IEC – HS is an ‘HLH like’ syndrome (that is how it has been named).
The diagnostic criteria of HLH in my opinion do not apply here, if applied to IEC- HS may lead to difficulty diagnosing or underdiagnosis.
Think IEC-HS when a post-CAR-T patient has:
- A rising ferritin plus generally a second-wave inflammation after CRS is settling, with one or more of:
- Worsening cytopenias,
- Falling fibrinogen/coagulopathy,
- Transaminitis/bilirubin rise,
- Renal/pulmonary dysfunction,
- Marrow hemophagocytosis,
with active work up for infections (including viral) disease progression, DIC/sepsis, drug toxicity, GVHD, TA-TMA overlap.
We also now need to start looking at ‘Endothelial activation syndromes‘ as a divergent and convergent pathophysiology .
That is how I would look at it.”
Quoting Aishee Pal Sadhu’s post:
“Episode 4 | CAR-IEC-HLH
CAR-T Physiology Pearls | Translating Physiology into Precision Cellular Therapy
Prediction.
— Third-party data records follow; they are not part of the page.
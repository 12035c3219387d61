//! Who may act on a ticket.
//!
//! Administrators and the oversight role may act on every ticket. Department staff may
//! claim tickets of their department and close them while unclaimed; once claimed only
//! the claimant (or an elevated member) may close it or change its priority. The opener
//! has no moderation rights over their own ticket.

use crate::server::{
    error::ticket::TicketError,
    model::{actor::Actor, guild_config::GuildConfig, ticket::Ticket},
};

/// Administrator or oversight role.
fn is_elevated(actor: &Actor, config: &GuildConfig) -> bool {
    actor.is_admin || actor.has_role(config.oversight_role_id)
}

fn is_department_staff(actor: &Actor, ticket: &Ticket, config: &GuildConfig) -> bool {
    actor.has_role(config.department_role(ticket.department))
}

pub fn can_claim(actor: &Actor, ticket: &Ticket, config: &GuildConfig) -> Result<(), TicketError> {
    if is_elevated(actor, config) || is_department_staff(actor, ticket, config) {
        return Ok(());
    }

    Err(TicketError::NotAuthorized(format!(
        "Only {} staff can claim this ticket.",
        ticket.department.label()
    )))
}

pub fn can_close(actor: &Actor, ticket: &Ticket, config: &GuildConfig) -> Result<(), TicketError> {
    if is_elevated(actor, config) {
        return Ok(());
    }

    match ticket.claimed_by {
        Some(holder_id) if holder_id == actor.user_id => Ok(()),
        Some(holder_id) => Err(TicketError::NotAuthorized(format!(
            "Only <@{}>, who claimed this ticket, can close it.",
            holder_id
        ))),
        None if is_department_staff(actor, ticket, config) => Ok(()),
        None => Err(TicketError::NotAuthorized(format!(
            "Only {} staff can close this ticket.",
            ticket.department.label()
        ))),
    }
}

pub fn can_set_priority(
    actor: &Actor,
    ticket: &Ticket,
    config: &GuildConfig,
) -> Result<(), TicketError> {
    if is_elevated(actor, config) || ticket.claimed_by == Some(actor.user_id) {
        return Ok(());
    }

    Err(TicketError::NotAuthorized(
        "Only the staff member who claimed this ticket can change its priority.".to_string(),
    ))
}

/// Guild-wide configuration commands.
pub fn can_configure(actor: &Actor) -> Result<(), TicketError> {
    if actor.is_admin {
        return Ok(());
    }

    Err(TicketError::NotAuthorized(
        "You need the Administrator permission to do that.".to_string(),
    ))
}

#[cfg(test)]
mod tests {
    use super::*;
    use crate::model::ticket::Department;
    use chrono::Utc;

    const STAFF_ROLE: u64 = 20;
    const IA_ROLE: u64 = 30;
    const OVERSIGHT_ROLE: u64 = 40;

    fn config() -> GuildConfig {
        GuildConfig {
            log_channel_id: Some(10),
            staff_role_id: Some(STAFF_ROLE),
            internal_affairs_role_id: Some(IA_ROLE),
            oversight_role_id: Some(OVERSIGHT_ROLE),
            ..Default::default()
        }
    }

    fn actor(user_id: u64, role_ids: &[u64]) -> Actor {
        Actor {
            user_id,
            name: format!("user{}", user_id),
            role_ids: role_ids.to_vec(),
            is_admin: false,
        }
    }

    fn ticket(department: Department, claimed_by: Option<u64>) -> Ticket {
        Ticket {
            channel_id: 1,
            guild_id: 2,
            channel_name: "ticket".to_string(),
            opener_id: 3,
            department,
            priority: None,
            control_message_id: 4,
            claimed_by,
            start_time: Utc::now(),
        }
    }

    #[test]
    fn staff_claims_only_their_department() {
        let config = config();
        let general_staff = actor(5, &[STAFF_ROLE]);

        assert!(can_claim(&general_staff, &ticket(Department::General, None), &config).is_ok());
        assert!(matches!(
            can_claim(&general_staff, &ticket(Department::InternalAffairs, None), &config),
            Err(TicketError::NotAuthorized(_))
        ));
    }

    #[test]
    fn elevated_members_claim_any_department() {
        let config = config();
        let oversight = actor(6, &[OVERSIGHT_ROLE]);
        let admin = Actor {
            is_admin: true,
            ..actor(7, &[])
        };

        let ticket = ticket(Department::InternalAffairs, None);
        assert!(can_claim(&oversight, &ticket, &config).is_ok());
        assert!(can_claim(&admin, &ticket, &config).is_ok());
    }

    #[test]
    fn opener_cannot_close_own_ticket() {
        let config = config();
        let opener = actor(3, &[]);

        assert!(can_close(&opener, &ticket(Department::General, None), &config).is_err());
    }

    #[test]
    fn claimed_ticket_closes_only_by_claimant_or_elevated() {
        let config = config();
        let ticket = ticket(Department::General, Some(5));

        assert!(can_close(&actor(5, &[STAFF_ROLE]), &ticket, &config).is_ok());
        assert!(can_close(&actor(8, &[STAFF_ROLE]), &ticket, &config).is_err());
        assert!(can_close(&actor(6, &[OVERSIGHT_ROLE]), &ticket, &config).is_ok());
    }

    #[test]
    fn unclaimed_ticket_closes_by_department_staff() {
        let config = config();
        let ticket = ticket(Department::General, None);

        assert!(can_close(&actor(8, &[STAFF_ROLE]), &ticket, &config).is_ok());
        assert!(can_close(&actor(9, &[IA_ROLE]), &ticket, &config).is_err());
    }

    #[test]
    fn priority_requires_claimant() {
        let config = config();
        let unclaimed = ticket(Department::General, None);
        let claimed = ticket(Department::General, Some(5));

        assert!(can_set_priority(&actor(5, &[STAFF_ROLE]), &unclaimed, &config).is_err());
        assert!(can_set_priority(&actor(5, &[STAFF_ROLE]), &claimed, &config).is_ok());
        assert!(can_set_priority(&actor(6, &[OVERSIGHT_ROLE]), &unclaimed, &config).is_ok());
    }

    /// An unset oversight role must not grant anything to members without roles.
    #[test]
    fn unset_roles_grant_nothing() {
        let config = GuildConfig::default();

        assert!(can_claim(&actor(5, &[]), &ticket(Department::General, None), &config).is_err());
    }
}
Recognition. Intervention.
The next challenge in CAR-T is not efficacy. It is toxicity recognition.
IEC-HLH remains a potentially fatal hyperinflammatory syndrome that frequently presents after the acute CRS window has passed.
In my experience supporting CAR-T programs, one recurring lesson stands out:
Ferritin trends matter. New cytopenias matter. Timing matters.
Reognizing the Day 21-28 window can make the difference between early intervention and critical illness.
A CAR-T toxicity. A medical emergency.A diagnosis that cannot afford delay.
A concise visual summary of IEC-HS involved in CAR-T care.”